I attended Catholic schools since kindergarten, but I started going to church for Sunday worship at the age of ten.  I heard about God during those early years, but to be sure, I did not understand or appreciate the relevance of what I learned.  The “star” first caught my eye around the eighth grade, when I found myself full of questions about the Bible and what it means to pray and the nature of God’s will.  I became a spiritual seeker, and throughout high school, I learned more and more about God as revealed in Scripture.  However, like the chief priests and teachers of the law, I had all the right answers, Bible quotes with references and all – but I lacked the most important thing, which was an authentic relationship with the God I claimed to believe in.  It was all head-knowledge, but it did nothing to address my true impoverished spiritual condition

The “star” that captivated me was experiencing our church, the first time being New Student Welcome Night back in August 1998 – hearing Pastor Ed’s message and feeling the warmth of our community kept me coming back more and more, and then I took Course 101 and attended Friday Bible Studies, Sunday Worship Services and retreats, until one day, I acknowledged that I was living a lie, that I did not know Christ personally, but I wanted to become one by surrendering my life to Jesus.  That was eleven-and-a-half years ago, and since then, I can honestly say that I still want to know God more, to understand the gospel and the cross more deeply, and to draw closer to him in my relationship with him.  As long as I am in this body, I remain a spiritual seeker, hungry for his Word, dissatisfied with the offerings of this world, and longing to be home where I may worship the King.

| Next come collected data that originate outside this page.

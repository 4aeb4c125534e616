//! Total lookups over an untyped JSON tree.
//!
//! Every helper here returns a default instead of failing: a missing key, a
//! `null`, an index past the end or a value of the wrong shape all collapse to
//! `None`, `""`, `&[]` or `0.0`.

use serde_json::{Map, Value};

/// Keys consulted on any named value after the field-specific ones.
const DISPLAY_KEYS: &[&str] = &["Name", "Raw"];

/// A source field that arrives either as a bare string or as an object that
/// carries its display text in a sub-field.
#[derive(Debug, Clone, Copy, PartialEq)]
pub enum FieldValue<'a> {
    Plain(&'a str),
    Named(&'a Map<String, Value>),
}

impl<'a> FieldValue<'a> {
    /// Anything other than a string or an object has no text form.
    pub fn classify(value: &'a Value) -> Option<Self> {
        match value {
            Value::String(s) => Some(FieldValue::Plain(s)),
            Value::Object(map) => Some(FieldValue::Named(map)),
            _ => None,
        }
    }

    /// Resolves the value to its display string.
    ///
    /// `keys` are tried first, then `Name` and `Raw`. A key that itself holds
    /// a named value is resolved recursively, so `{"Name": {"Raw": "BSc"}}`
    /// yields `"BSc"`.
    pub fn display(&self, keys: &[&str]) -> String {
        match self {
            FieldValue::Plain(s) => (*s).to_string(),
            FieldValue::Named(map) => keys
                .iter()
                .chain(DISPLAY_KEYS)
                .filter_map(|key| map.get(*key))
                .map(|nested| text(Some(nested), keys))
                .find(|s| !s.is_empty())
                .unwrap_or_default(),
        }
    }
}

/// Looks up a JSON pointer, treating `null` as absent.
pub fn at<'a>(value: &'a Value, pointer: &str) -> Option<&'a Value> {
    value.pointer(pointer).filter(|v| !v.is_null())
}

/// Resolves an optional value to text through [`FieldValue`].
pub fn text(value: Option<&Value>, keys: &[&str]) -> String {
    value
        .and_then(FieldValue::classify)
        .map(|field| field.display(keys))
        .unwrap_or_default()
}

/// Text at a pointer.
pub fn text_at(value: &Value, pointer: &str, keys: &[&str]) -> String {
    text(at(value, pointer), keys)
}

/// First non-empty text among several candidate pointers.
pub fn first_text(value: &Value, candidates: &[(&str, &[&str])]) -> String {
    candidates
        .iter()
        .map(|(pointer, keys)| text_at(value, pointer, keys))
        .find(|s| !s.is_empty())
        .unwrap_or_default()
}

/// The first pointer that resolves to an actual array. Scalars and objects
/// never count as sequences.
pub fn first_array<'a>(value: &'a Value, pointers: &[&str]) -> &'a [Value] {
    pointers
        .iter()
        .find_map(|pointer| at(value, pointer).and_then(Value::as_array))
        .map(Vec::as_slice)
        .unwrap_or(&[])
}

/// Resolves every item to text, dropping items that have none.
pub fn text_list(items: &[Value], keys: &[&str]) -> Vec<String> {
    items
        .iter()
        .map(|item| text(Some(item), keys))
        .filter(|s| !s.is_empty())
        .collect()
}

/// A number, or an object carrying one under `Score`.
pub fn number(value: Option<&Value>) -> f64 {
    match value {
        Some(Value::Number(n)) => n.as_f64().filter(|f| f.is_finite()).unwrap_or(0.0),
        Some(Value::Object(map)) => number(map.get("Score")),
        _ => 0.0,
    }
}

/// Strips the optional `Value` envelope the external service wraps its
/// payloads in.
pub fn unwrap_envelope(value: &Value) -> &Value {
    value
        .get("Value")
        .filter(|inner| inner.is_object())
        .unwrap_or(value)
}

/// Descends into `key` when it holds an object, otherwise stays put. Lets the
/// normalizers accept both `{"ResumeData": {...}}` and the bare data object.
pub fn section<'a>(value: &'a Value, key: &str) -> &'a Value {
    value
        .get(key)
        .filter(|inner| inner.is_object())
        .unwrap_or(value)
}

#[cfg(test)]
mod tests {
    use super::*;
    use serde_json::json;

    #[test]
    fn test_plain_string_used_directly() {
        assert_eq!(text(Some(&json!("Rust")), &[]), "Rust");
    }

    #[test]
    fn test_named_value_resolves_name() {
        assert_eq!(text(Some(&json!({"Name": "Rust"})), &[]), "Rust");
    }

    #[test]
    fn test_named_value_resolves_nested_raw() {
        let degree = json!({"Name": {"Raw": "BSc Computer Science", "Normalized": "bachelors"}});
        assert_eq!(text(Some(&degree), &[]), "BSc Computer Science");
    }

    #[test]
    fn test_specific_keys_take_precedence() {
        let email = json!({"Name": "ignored", "InternetEmailAddress": "a@b.io"});
        assert_eq!(text(Some(&email), &["InternetEmailAddress"]), "a@b.io");
    }

    #[test]
    fn test_empty_named_key_falls_through() {
        let value = json!({"Name": "", "Raw": "fallback"});
        assert_eq!(text(Some(&value), &[]), "fallback");
    }

    #[test]
    fn test_non_text_shapes_default_to_empty() {
        assert_eq!(text(Some(&json!(42)), &[]), "");
        assert_eq!(text(Some(&json!(["a"])), &[]), "");
        assert_eq!(text(Some(&json!({"Other": "x"})), &[]), "");
        assert_eq!(text(None, &[]), "");
    }

    #[test]
    fn test_at_treats_null_as_absent() {
        let value = json!({"a": {"b": null}});
        assert!(at(&value, "/a/b").is_none());
        assert!(at(&value, "/a/b/c").is_none());
        assert!(at(&value, "/a").is_some());
    }

    #[test]
    fn test_first_array_skips_scalars() {
        let value = json!({"Skills": "Go"});
        assert!(first_array(&value, &["/Skills", "/Skills/Raw"]).is_empty());
    }

    #[test]
    fn test_first_array_falls_back_to_nested() {
        let value = json!({"Skills": {"Raw": [{"Name": "Go"}]}});
        assert_eq!(first_array(&value, &["/Skills", "/Skills/Raw"]).len(), 1);
    }

    #[test]
    fn test_text_list_drops_empty_items() {
        let items = json!(["Go", null, {"Name": "Rust"}, 7, {"Nope": 1}]);
        let items = items.as_array().unwrap();
        assert_eq!(text_list(items, &[]), vec!["Go", "Rust"]);
    }

    #[test]
    fn test_number_shapes() {
        assert_eq!(number(Some(&json!(0.5))), 0.5);
        assert_eq!(number(Some(&json!({"Score": 0.25}))), 0.25);
        assert_eq!(number(Some(&json!("0.5"))), 0.0);
        assert_eq!(number(None), 0.0);
    }

    #[test]
    fn test_unwrap_envelope() {
        let wrapped = json!({"Info": {"Code": "Success"}, "Value": {"ResumeData": {}}});
        assert!(unwrap_envelope(&wrapped).get("ResumeData").is_some());

        let bare = json!({"ResumeData": {}});
        assert_eq!(unwrap_envelope(&bare), &bare);

        let scalar_value = json!({"Value": 3});
        assert_eq!(unwrap_envelope(&scalar_value), &scalar_value);
    }
}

What lessons do these magi teach me about spiritual hunger, about decisive commitments, about generosity and the purpose of my treasures?

First, spiritual hunger has to translate to decisive action.  Just as in the case of physical hunger, you cannot expect that sensation to simply go away or to be resolved all on its own; rather, you need to move toward a reliable source of physical sustenance.

Second, spiritual seeking requires commitment and perseverance.  For the Magi, there were points at which they could have turned their camels around and headed back home, but they remained undaunted, determined to find the child.  Arriving at the wrong city after traveling a great distance, encountering a people that had no idea what you are talking about and instead being disturbed by the very prospect, losing sight of the star – all these factors could have discouraged them.  That is why they were overjoyed to see the star once again.  They embarked on this journey, regardless of the costs, the dangers, the uncertainty of success – but with courage and faith, they sought, and they found.

Third, my treasures are an entrustment from God, and the best use for them is as gifts for worship.  All that I possess – my wealth, my car, my time and energy, my very life – were given to me, and I need to be generous with what I have in honoring God.  My life, as precious as it is to me, belongs to God, and as small and trivial as it is, becomes a gift welcomed by the King.